What I’m getting at is that all of our reading habits have changed significantly over recent years. Where once upon a time, sitting in fuggy train carriages swaying towards work, people might have read a newspaper from cover to cover, that simply does not happen anymore. So bombarded are we by information and digital content, so desperate are we to consume as much as possible, as quickly as possible, so we can do so many other things in our busy lives, that the art of skim reading has become a universal necessity rather than a unique skill.
And the exact same thing has happened to jobseeker behaviour over recent years too.
Let me put this in some context. My week began at a breakfast forum hosted by SEEK to discuss industry trends and announce upcoming product launches and whatnot. While discussing what SEEK could do better to get more relevant candidates applying for jobs, ie. ones that at least even barely match the requirements of the job advertised, an increasingly loud and overwrought voice piped up. The voice belonged to a hugely experienced recruitment business owner who has been training up wide-eyed junior recruiters for many years now. The claim made (in increasingly forceful tones to a room full of other hugely experienced recruitment leaders) was that it’s simply a matter of training up young recruiters to write proper job ads that clearly enunciate the exact requirements of successful candidates. If the recruiter receives a totally inappropriate application then it must be the fault of the recruiter who wrote the ad, not the confused jobseeker.
What complete codswallop.

You see, the way we consume information these days has made its’ way into jobseeker behaviour too. In an effort to speed up, automate, multi-task, and be more efficient, jobseekers these days don’t read ads properly, if at all. So it doesn’t actually matter what you write in them, right?

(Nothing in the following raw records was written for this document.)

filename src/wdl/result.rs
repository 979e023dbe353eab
/// Convenience type to make error mapping cleaner
pub type Result<T = ()> = anyhow::Result<T>;
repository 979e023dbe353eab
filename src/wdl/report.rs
use serde::Serialize;

/// Serializable read-model row: one account and its replayed balance
#[derive(Serialize, Debug, PartialEq)]
pub struct BalanceReport {
    pub account: String,
    pub balance: String,
}
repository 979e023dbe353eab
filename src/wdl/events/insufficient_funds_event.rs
use crate::ids::AccountId;
use crate::Money;

use chrono::{DateTime, Utc};

use serde::Serialize;

/// A withdrawal attempt for more than the account held; balance is unchanged
#[derive(Serialize, Debug, Clone, PartialEq)]
#[serde(rename_all = "camelCase")]
pub struct InsufficientFundsEvent {
    pub account_id: AccountId,
    pub timestamp: DateTime<Utc>,
    pub attempted_amount: Money,
    pub balance: Money,
}
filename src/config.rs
use wdl::Result;

use log::LevelFilter;
use simple_logger::SimpleLogger;

pub fn configure_app() -> Result {
    SimpleLogger::new()
        .with_level(LevelFilter::Warn)
        .env()
        .init()?;

    return Ok(());
}
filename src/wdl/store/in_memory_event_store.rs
use crate::events::AccountEvent;
use crate::ids::AccountId;

/// Append-only, in-memory event log. Insertion order is the authoritative
/// event ordering; nothing ever mutates or removes an appended event.
#[derive(Debug, Default)]
pub struct InMemoryEventStore {
    events: Vec<AccountEvent>,
}

impl InMemoryEventStore {
    pub fn new() -> Self {
        Self::default()
    }

    pub fn append(&mut self, event: AccountEvent) {
        self.events.push(event);
    }

    /// Returns the account's events in original append order. Unknown
    /// accounts yield an empty sequence, not an error.
    pub fn get_events_for_account(&self, account_id: &AccountId) -> Vec<&AccountEvent> {
        return self
            .events
            .iter()
            .filter(|event| event.account_id() == account_id)
            .collect();
    }

    /// Full log snapshot as a defensive copy
    pub fn get_all_events(&self) -> Vec<AccountEvent> {
        return self.events.clone();
    }

    pub fn len(&self) -> usize {
        self.events.len()
    }

    pub fn is_empty(&self) -> bool {
        self.len() == 0
    }
}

They will still pop up a keyword from the ad, taken out of context but not understood by the machines, but trust blindly in the machines anyway and spam off a CV in the vague hope if might be slightly relevant to the person the recruiter is seeking.
Here’s an example: I popped an ad up yesterday that contains the words:
…to pen an individual job ad for each role would mean I’d have no time left to reply to any of you (and us recruiters get a bad enough rap for that as it is, but you’ll hear back from us even if you’re not a recruiter and are in fact an IT professional or procurement manager who hasn’t read this ad properly).

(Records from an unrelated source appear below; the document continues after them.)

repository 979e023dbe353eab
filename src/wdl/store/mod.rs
mod in_memory_event_store;

pub use in_memory_event_store::InMemoryEventStore;
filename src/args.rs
use wdl::Result;

use std::{env, fs, path::PathBuf};

use anyhow::Context;

use thiserror::Error;

#[derive(Error, Debug)]
pub enum InputArgsError {
    #[error("Couldn't parse input arguments: {0}")]
    Parse(String),

    #[error("File not found: {0}")]
    FileNotFound(String),
}

/// Parses the input arguments, requiring the first and only argument to be a valid filepath
pub fn parse_input_arg() -> Result<PathBuf> {
    let filename = env::args().nth(1).ok_or_else(|| {
        InputArgsError::Parse("First argument must be the input file.".to_string())
    })?;

    let path = fs::canonicalize(filename.clone())
        .with_context(|| InputArgsError::FileNotFound(filename))?;

    Ok(path)
}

Guess what? Yep, six applications (and counting) from people ranging from IT helpdesk to administrators and payroll clerks. Not one from an actual recruiter… (well none that I’d let on about anyway!)
One of our clients recently admitted to us that they have given up taking the time to write a perfectly-crafted job ad these days as their investigations revealed that it makes no difference to the quality of response.
So, does it really matter anymore what we actually write in our job ads? Might as well have some fun with them, I say.